— Work instructions —
Among the entries below, only the lines starting at the one with "pub fn new(registry: Arc<ToolRegistry>, store: Arc<dyn" and ending at the one with "succeeded += 1;", both included, are to be printed exactly.

┌─ Extracted material

//! Tool execution. Single calls pass straight to the store; bulk calls fan
//! out one sub-call per float id and inline per-id failures so one bad id
//! never sinks the rest.

use std::sync::Arc;

use serde_json::{Map, Value};
use tracing::{debug, warn};

use crate::error::{EngineError, Result, ValidationError};
use crate::tools::store::DataStore;
use crate::tools::{Cardinality, ToolCall, ToolRegistry};

#[derive(Debug, Clone)]
pub struct ToolOutcome {
    pub tool: String,
    pub data: Value,
    pub corrections: Vec<String>,
}

pub struct ToolExecutor {
    registry: Arc<ToolRegistry>,
    store: Arc<dyn DataStore>,
}

impl ToolExecutor {
    pub fn new(registry: Arc<ToolRegistry>, store: Arc<dyn DataStore>) -> Self {
        Self { registry, store }
    }

    /// Validate then execute one call. Bulk tools are expanded into per-id
    /// single calls, each validated on its own.
    pub async fn run(&self, call: &ToolCall) -> Result<ToolOutcome> {
        let validated = self.registry.validate(call)?;
        let spec = self
            .registry
            .get(&validated.call.tool)
            .ok_or_else(|| ValidationError::UnknownTool(validated.call.tool.clone()))?;

        debug!(tool = spec.name, "executing tool call");

        let data = match spec.cardinality {
            Cardinality::Single => self.store.fetch(&validated.call).await?,
            Cardinality::Bulk => self.fan_out(&validated.call).await?,
        };

        Ok(ToolOutcome {
            tool: validated.call.tool,
            data,
            corrections: validated.corrections,
        })
    }

    async fn fan_out(&self, call: &ToolCall) -> Result<Value> {
        let ids: Vec<i64> = call
            .params
            .get("float_ids")
            .and_then(Value::as_array)
            .map(|a| a.iter().filter_map(Value::as_i64).collect())
            .unwrap_or_default();
        if ids.is_empty() {
            return Err(ValidationError::InvalidStoreQuery(
                "bulk call carries no float ids".to_string(),
            )
            .into());
        }

        let mut results = Map::new();
        let mut succeeded = 0usize;
        for id in &ids {
            let sub = self.per_id_call(call, *id)?;
            match self.run_single(&sub).await {
                Ok(value) => {
                    succeeded += 1;
                    results.insert(id.to_string(), value);
                }
                Err(e) => {
                    warn!(tool = %sub.tool, float_id = id, error = %e, "bulk sub-call failed");
                    results.insert(
                        id.to_string(),
                        serde_json::json!({ "error": e.to_string() }),
                    );
                }
            }
        }

        Ok(serde_json::json!({
            "results": Value::Object(results),
            "requested": ids.len(),
            "succeeded": succeeded,
        }))
    }

    async fn run_single(&self, call: &ToolCall) -> Result<Value> {
        let validated = self.registry.validate(call)?;
        self.store.fetch(&validated.call).await
    }

    // Which single tool a bulk tool expands into, with parameters passed
    // through where the single tool declares them.
    fn per_id_call(&self, bulk: &ToolCall, id: i64) -> Result<ToolCall> {
        let single = match bulk.tool.as_str() {
            "get_multiple_trajectories" => "get_trajectory",
            "compare_floats" => "get_depth_profile",
            other => {
                return Err(EngineError::Validation(ValidationError::UnknownTool(
                    other.to_string(),
                )))
            }
        };
        let mut call = ToolCall::new(single).with("float_id", Value::from(id));
        if single == "get_depth_profile" {
            if let Some(parameter) = bulk.params.get("parameter") {
                call.params
                    .insert("parameter".to_string(), parameter.clone());
            }
        }
        Ok(call)
    }
}

#[cfg(test)]
mod tests {
    use super::*;
    use async_trait::async_trait;
    use parking_lot::Mutex;

    /// Records every call it receives; fails ids listed in `fail_ids`.
    struct MockStore {
        calls: Mutex<Vec<ToolCall>>,
        fail_ids: Vec<i64>,
    }

    impl MockStore {
        fn new() -> Self {
            Self {
                calls: Mutex::new(Vec::new()),
                fail_ids: Vec::new(),
            }
        }
    }

    #[async_trait]
    impl DataStore for MockStore {
        async fn fetch(&self, call: &ToolCall) -> Result<Value> {
            self.calls.lock().push(call.clone());
            if let Some(id) = call.params.get("float_id").and_then(Value::as_i64) {
                if self.fail_ids.contains(&id) {
                    return Err(EngineError::NotFound(format!("float {} not found", id)));
                }
            }
            Ok(serde_json::json!({ "tool": call.tool }))
        }

        async fn query(&self, _q: &crate::tools::StoreQuery) -> Result<Vec<Value>> {
            Ok(vec![])
        }
    }

    #[tokio::test]
    async fn test_single_call_hits_store_once() {
        let store = Arc::new(MockStore::new());
        let exec = ToolExecutor::new(Arc::new(ToolRegistry::new()), store.clone());
        let call = ToolCall::new("get_trajectory").with("float_id", Value::from(2902296));
        let outcome = exec.run(&call).await.unwrap();
        assert_eq!(outcome.tool, "get_trajectory");
        assert_eq!(store.calls.lock().len(), 1);
    }

    #[tokio::test]
    async fn test_invalid_call_never_reaches_store() {
        let store = Arc::new(MockStore::new());
        let exec = ToolExecutor::new(Arc::new(ToolRegistry::new()), store.clone());
        let call = ToolCall::new("get_trajectory").with("sql", Value::String("x".to_string()));
        assert!(exec.run(&call).await.is_err());
        assert!(store.calls.lock().is_empty());
    }

    #[tokio::test]
    async fn test_bulk_fans_out_per_id() {
        let store = Arc::new(MockStore::new());
        let exec = ToolExecutor::new(Arc::new(ToolRegistry::new()), store.clone());
        let call = ToolCall::new("compare_floats")
            .with("float_ids", Value::from(vec![2902296i64, 2901456]))
            .with("parameter", Value::String("temperature".to_string()));
        let outcome = exec.run(&call).await.unwrap();

        let calls = store.calls.lock();
        assert_eq!(calls.len(), 2);
        assert!(calls.iter().all(|c| c.tool == "get_depth_profile"));
        assert!(calls
            .iter()
            .all(|c| c.params["parameter"] == Value::String("temperature".to_string())));

        assert_eq!(outcome.data["requested"], Value::from(2));
        assert_eq!(outcome.data["succeeded"], Value::from(2));
    }

    #[tokio::test]
    async fn test_bulk_inlines_per_id_failures() {
        let store = Arc::new(MockStore {
            calls: Mutex::new(Vec::new()),
            fail_ids: vec![999999],
        });
        let exec = ToolExecutor::new(Arc::new(ToolRegistry::new()), store.clone());
        let call = ToolCall::new("get_multiple_trajectories")
            .with("float_ids", Value::from(vec![2902296i64, 999999]));
        let outcome = exec.run(&call).await.unwrap();

        assert_eq!(outcome.data["requested"], Value::from(2));
        assert_eq!(outcome.data["succeeded"], Value::from(1));
        assert!(outcome.data["results"]["999999"]["error"].is_string());
        assert!(outcome.data["results"]["2902296"]["error"].is_null());
    }
}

└─

— Answer below —
    pub fn new(registry: Arc<ToolRegistry>, store: Arc<dyn DataStore>) -> Self {
        Self { registry, store }
    }

    /// Validate then execute one call. Bulk tools are expanded into per-id
    /// single calls, each validated on its own.
    pub async fn run(&self, call: &ToolCall) -> Result<ToolOutcome> {
        let validated = self.registry.validate(call)?;
        let spec = self
            .registry
            .get(&validated.call.tool)
            .ok_or_else(|| ValidationError::UnknownTool(validated.call.tool.clone()))?;

        debug!(tool = spec.name, "executing tool call");

        let data = match spec.cardinality {
            Cardinality::Single => self.store.fetch(&validated.call).await?,
            Cardinality::Bulk => self.fan_out(&validated.call).await?,
        };

        Ok(ToolOutcome {
            tool: validated.call.tool,
            data,
            corrections: validated.corrections,
        })
    }

    async fn fan_out(&self, call: &ToolCall) -> Result<Value> {
        let ids: Vec<i64> = call
            .params
            .get("float_ids")
            .and_then(Value::as_array)
            .map(|a| a.iter().filter_map(Value::as_i64).collect())
            .unwrap_or_default();
        if ids.is_empty() {
            return Err(ValidationError::InvalidStoreQuery(
                "bulk call carries no float ids".to_string(),
            )
            .into());
        }

        let mut results = Map::new();
        let mut succeeded = 0usize;
        for id in &ids {
            let sub = self.per_id_call(call, *id)?;
            match self.run_single(&sub).await {
                Ok(value) => {
                    succeeded += 1;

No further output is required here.